La danza argentina y el fútbol unidos por el Mundial

JESUS GORGONE, UN CORDOBES QUE SE ENAMORO DE RUSIA

Es bailarín desde hace 27 años. En Cosquín conoció a Victoria, una rusa que hoy es su pareja y con la que reparten sus días entre ambos países. Camino a San Petersburgo, habla de la idiosincrasia y las pasiones de los anfitriones de la Copa del Mundo.
SAN PETERSBURGO / ENVIADO ESPECIAL – El Mundial no es sólo fútbol. Cada cuatro años el planeta posa sus ojos en un país que, con la pelota en el centro de la escena, muestra su historia, su cultura y su idiosincrasia. Miles de simpatizantes se reúnen para darle forma a la fiesta y durante un mes también tienen la posibilidad de exponer sus propias banderas, sus pasiones y sus amores.
Una de esas pequeñas historias es la de Guillermo Jesús Gorgone Corona, un cordobés que recorrió el mundo por la danza, que llegó a Rusia por amor y que hoy recibe a los argentinos que sufren por la Selección. En el tren que une Moscú con San Petersburgo -la ciudad donde Argentina buscará la clasificación a los octavos de final, el martes ante Nigeria-, LA ARENA se encontró con el bailarín del barrio Alberdi, quien describió a los anfitriones como apasionados por el folclore y poco aficionados al fútbol, aunque movilizados por todo lo que el Mundial significa para el país.
Jesús Gorgone hace 27 años que es bailarín, además de coreógrafo y profesor de danzas. Su profesión no sólo le ha permitido recorrer el mundo sino también encontrar el amor, porque bailando conoció a su pareja, una rusa con la que comparte su vida y su pasión.
“Victoria es de Moscú y nos conocimos en el festival de Cosquín, bailando, gracias a un amigo en común que nos presentó”, explica Jesús mientras el tren descuenta kilómetros entre las dos ciudades más importantes del país. “Fue en la peña La Salamanca, de Luis Salamanca. El sonidista nos presentó, bailamos y quedó el vínculo. Después me invitaron a un festival que realizan acá en San Petersburgo, vinimos a dar clases y acá estoy”, agrega el cordobés, que desde hace dos años pasa seis meses en Argentina y los otros seis en Rusia.

Apasionados.
“Damos clases y compartimos lo nuestro con la gente de Rusia. Me llamó la atención el amor y la pasión con las que viven y transitan nuestras danzas folclóricas”, resumió Jesús para describir el vínculo entre los rusos y nuestros bailes.
“Tuve la oportunidad de viajar a Ucrania, donde también hay un movimiento muy grande con el folclore. En todos estos países se baila mucho, con mucha pasión, y creo que tiene que ver con una libertad que pueden expresar y sentir a través de la danza. Y con la posibilidad de compartir, porque la danza y todo lo que hacemos lo hacemos para compartir, y lo transitan y lo viven de corazón”, explicó.

– ¿Cómo son los rusos?
– Moralmente son muy educados y respetuosos. Son un poco fríos y cerrados, es cierto, pero en el ambiente en el que me muevo parecen unos argentinos más en esto de darnos abrazos y besarnos como hacemos los latinos. No me los imaginaba así, pero dentro del ambiente folclórico sentí un afecto enorme y me hicieron sentir como parte de la familia. Igualmente, no es el común denominador de los rusos, que toman un poco más de distancia y no pasan más allá de darte la mano.
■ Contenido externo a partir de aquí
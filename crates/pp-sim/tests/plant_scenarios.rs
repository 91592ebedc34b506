//! Integration tests: operator scenarios against the standard plant.
//!
//! Each test drives the plant only through register writes, the way a
//! console would, and checks what the console would read back.

use pp_core::{RegisterBank, map};
use pp_sim::{BoilerState, PlantProfile, ProcessSimulator, TokenKind, Zone};

fn plant() -> (ProcessSimulator, RegisterBank) {
    let bank = RegisterBank::new();
    let mut sim = ProcessSimulator::new(PlantProfile::standard()).unwrap();
    sim.install(&bank).unwrap();
    (sim, bank)
}

fn reg(bank: &RegisterBank, addr: u16) -> u16 {
    bank.get(addr).unwrap()
}

/// Pump water at full rate for `ticks`, then close the valve and let every
/// token land and mix.
fn fill_boiler(sim: &mut ProcessSimulator, bank: &RegisterBank, ticks: u64) {
    bank.set(map::WATER_PUMP_VALVE, 1).unwrap();
    sim.run_ticks(bank, ticks).unwrap();
    bank.set(map::WATER_PUMP_VALVE, 0).unwrap();
    sim.run_ticks(bank, 150).unwrap();
}

#[test]
fn cold_start_stays_cold_and_empty() {
    let (mut sim, bank) = plant();
    sim.run_ticks(&bank, 600).unwrap();

    assert_eq!(reg(&bank, map::BOILER_TEMP), 0);
    assert_eq!(reg(&bank, map::BOILER_WATER_VOLUME), 0);
    assert_eq!(reg(&bank, map::CONDENSER_WATER_VOLUME), 0);
    assert_eq!(reg(&bank, map::BOILER_STATE), 0);
    assert_eq!(reg(&bank, map::TURBINE_PRESSURE), 0);
    assert!(sim.tokens().is_empty());
}

#[test]
fn pump_at_step_two_fills_monotonically() {
    let (mut sim, bank) = plant();
    bank.set(map::WATER_PUMP_RATE, 5).unwrap();
    bank.set(map::WATER_PUMP_VALVE, 1).unwrap();

    let mut prev = 0;
    for _ in 0..300 {
        sim.tick(&bank).unwrap();
        let volume = reg(&bank, map::BOILER_WATER_VOLUME);
        assert!(volume >= prev, "volume dropped from {prev} to {volume}");
        prev = volume;
    }
    assert!(prev > 50, "only {prev} tokens after 300 ticks");
    assert_eq!(sim.status().water_pump_step, 2);

    // closing the valve freezes the volume once in-flight water has landed
    bank.set(map::WATER_PUMP_VALVE, 0).unwrap();
    sim.run_ticks(&bank, 60).unwrap();
    let settled = reg(&bank, map::BOILER_WATER_VOLUME);
    sim.run_ticks(&bank, 300).unwrap();
    assert_eq!(reg(&bank, map::BOILER_WATER_VOLUME), settled);
}

#[test]
fn feed_water_sets_boiler_temperature() {
    let (mut sim, bank) = plant();
    fill_boiler(&mut sim, &bank, 60);

    let profile = PlantProfile::standard();
    assert_eq!(sim.temperature(), profile.valve_water_temp_c);
    assert_eq!(reg(&bank, map::BOILER_STATE), BoilerState::Heating.to_register());
}

#[test]
fn heating_rises_each_interval_then_pins_at_boiling() {
    let (mut sim, bank) = plant();
    fill_boiler(&mut sim, &bank, 100);
    let interval = PlantProfile::standard().fuel_temp_interval_ticks;
    assert!(reg(&bank, map::BOILER_WATER_VOLUME) > 0);

    bank.set(map::FUEL_VALVE, 1).unwrap();
    let mut prev = sim.temperature();
    while sim.temperature() < 100.0 {
        sim.run_ticks(&bank, u64::from(interval)).unwrap();
        let t = sim.temperature();
        assert!(t > prev, "temperature did not rise: {prev} -> {t}");
        assert!(t <= 100.0);
        prev = t;
    }

    for _ in 0..600 {
        sim.tick(&bank).unwrap();
        assert!(reg(&bank, map::BOILER_WATER_VOLUME) > 0);
        assert_eq!(sim.temperature(), 100.0);
        assert_eq!(reg(&bank, map::BOILER_TEMP), 100);
        assert_eq!(reg(&bank, map::BOILER_STATE), BoilerState::Boiling.to_register());
    }
    // boiling produced steam somewhere along the loop
    assert!(sim.tokens().iter().any(|t| t.kind == TokenKind::Steam));
}

#[test]
fn forced_over_pressure_relief_cycle() {
    let (mut sim, bank) = plant();
    bank.set(map::TURBINE_PRESSURE, 450).unwrap();

    sim.tick(&bank).unwrap();
    assert_eq!(reg(&bank, map::TURBINE_PRESSURE_HIGH), 1);

    let mut prev = reg(&bank, map::TURBINE_PRESSURE);
    assert!(prev < 450);
    let mut ticks = 0;
    while reg(&bank, map::TURBINE_PRESSURE_HIGH) == 1 {
        sim.tick(&bank).unwrap();
        let p = reg(&bank, map::TURBINE_PRESSURE);
        assert!(p < prev, "pressure did not fall: {prev} -> {p}");
        prev = p;
        ticks += 1;
        assert!(ticks < 100, "relief never closed");
    }
    assert!(prev < 300);

    // with no steam the alarm stays clear
    sim.run_ticks(&bank, 50).unwrap();
    assert_eq!(reg(&bank, map::TURBINE_PRESSURE_HIGH), 0);
    assert_eq!(reg(&bank, map::TURBINE_PRESSURE), prev);
}

#[test]
fn alarm_holds_through_the_hysteresis_band() {
    let (mut sim, bank) = plant();
    bank.set(map::TURBINE_PRESSURE, 401).unwrap();
    sim.tick(&bank).unwrap();
    assert_eq!(reg(&bank, map::TURBINE_PRESSURE_HIGH), 1);

    // operator pins pressure inside the band: alarm must not clear
    for _ in 0..5 {
        bank.set(map::TURBINE_PRESSURE, 350).unwrap();
        sim.tick(&bank).unwrap();
        assert_eq!(reg(&bank, map::TURBINE_PRESSURE_HIGH), 1);
    }
    bank.set(map::TURBINE_PRESSURE, 299).unwrap();
    sim.tick(&bank).unwrap();
    assert_eq!(reg(&bank, map::TURBINE_PRESSURE_HIGH), 0);
}

#[test]
fn stop_water_alarm_cuts_the_feed_pump() {
    let (mut sim, bank) = plant();
    // absolute write: high threshold of 10 tokens
    bank.set(map::BOILER_VOLUME_HIGH, 13).unwrap();
    bank.set(map::WATER_PUMP_VALVE, 1).unwrap();
    sim.run_ticks(&bank, 400).unwrap();

    assert_eq!(reg(&bank, map::BOILER_STOP_WATER), 1);
    let volume = reg(&bank, map::BOILER_WATER_VOLUME);
    // a couple of tokens may already have been in flight
    assert!((10..=16).contains(&volume), "volume {volume}");
    let in_flight = sim
        .tokens()
        .iter()
        .filter(|t| t.kind == TokenKind::Water && t.zone().is_none())
        .count();
    assert_eq!(in_flight, 0);
}

#[test]
fn need_water_alarm_tracks_low_threshold() {
    let (mut sim, bank) = plant();
    bank.set(map::BOILER_VOLUME_LOW, 8).unwrap();
    sim.tick(&bank).unwrap();
    assert_eq!(reg(&bank, map::BOILER_NEED_WATER), 1);

    fill_boiler(&mut sim, &bank, 40);
    assert!(reg(&bank, map::BOILER_WATER_VOLUME) >= 5);
    assert_eq!(reg(&bank, map::BOILER_NEED_WATER), 0);
}

#[test]
fn condensate_returns_through_the_condenser_valve() {
    let (mut sim, bank) = plant();
    fill_boiler(&mut sim, &bank, 100);
    bank.set(map::FUEL_VALVE, 1).unwrap();

    // boil until condensate collects behind the closed valve
    let mut collected = 0;
    for _ in 0..3_000 {
        sim.tick(&bank).unwrap();
        collected = reg(&bank, map::CONDENSER_WATER_VOLUME);
        if collected > 0 {
            break;
        }
    }
    assert!(collected > 0, "no condensate after 3000 ticks");

    // shut the burner and let the steam still in the loop condense
    bank.set(map::FUEL_VALVE, 0).unwrap();
    sim.run_ticks(&bank, 600).unwrap();
    let waiting = reg(&bank, map::CONDENSER_WATER_VOLUME);
    let boiler = reg(&bank, map::BOILER_WATER_VOLUME);
    assert!(waiting >= collected);

    bank.set(map::CONDENSER_VALVE, 1).unwrap();
    sim.run_ticks(&bank, 60).unwrap();
    assert_eq!(sim.zone_counts().get(Zone::Condenser, TokenKind::Water), 0);
    assert_eq!(reg(&bank, map::CONDENSER_WATER_VOLUME), 0);
    assert_eq!(reg(&bank, map::BOILER_WATER_VOLUME), boiler + waiting);
}

#[test]
fn running_plant_turns_the_generator() {
    let (mut sim, bank) = plant();
    fill_boiler(&mut sim, &bank, 100);
    bank.set(map::FUEL_VALVE, 1).unwrap();
    bank.set(map::GENERATOR_STATUS, 1).unwrap();
    bank.set(map::PYLON_STATUS, 1).unwrap();

    let mut best = 0;
    for _ in 0..1_500 {
        sim.tick(&bank).unwrap();
        best = best.max(reg(&bank, map::PYLON_POWER));
    }
    assert!(best > 0);
    assert!(sim.rpm() > 0.0);
    assert_eq!(
        reg(&bank, map::GENERATOR_OUTPUT),
        reg(&bank, map::TURBINE_RPM)
    );
}

#[test]
fn classic_profile_heats_by_calorimetry() {
    let bank = RegisterBank::new();
    let mut sim = ProcessSimulator::new(PlantProfile::classic()).unwrap();
    sim.install(&bank).unwrap();
    fill_boiler(&mut sim, &bank, 100);

    let start = sim.temperature();
    assert_eq!(start, PlantProfile::classic().valve_water_temp_c);

    bank.set(map::FUEL_VALVE, 1).unwrap();
    sim.run_ticks(&bank, 60).unwrap();
    let volume = sim.zone_counts().get(Zone::Boiler, TokenKind::Water) as f64;
    let expected = start + 60.0e6 / (volume * 20.0 * 4186.0);
    assert!((sim.temperature() - expected).abs() < 1e-6);
}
– ¿Y cómo viven el Mundial en su casa?
– No son muy aficionados al fútbol, acá los apasiona más todo lo que es la gimnasia deportiva. Aunque esto del Mundial los ha movilizado como un evento histórico y social, por el hecho de tener a todo el mundo en su país. Están más activados pero no tanto por el fútbol en sí, sino por todo lo que significa los que pasa alrededor del fútbol.

La Pampa y el mundo.
Durante la charla Jesús menciona a amigos pampeanos que la danza y el folclore le han dado a lo largo de los años, como el Indio Rossi, Nahuel Valenzuela, Lucrecia Rodrigo, Rodolfo Alcántara y Sergio “El Pampa” Pérez, entre otros, y especialmente recuerda que con doce años viajó a Santa Rosa a zapatear malambo durante un festival organizado por el ballet Mamull Mapú.
“La danza me ha llevado por todos lados. Hoy vivo entre Argentina y Rusia, como una mamá que tiene dos hijos y los quiere a los dos: Argentina porque es mi país, por supuesto, pero Rusia también porque es hermosa en todo sentido. Igualmente, siempre pensé que el mundo era mi casa”, cierra el cordobés, que desde hace dos años pasea su arte por Rusia y que, durante este mes, lo hace rodeado por banderas de todos los colores.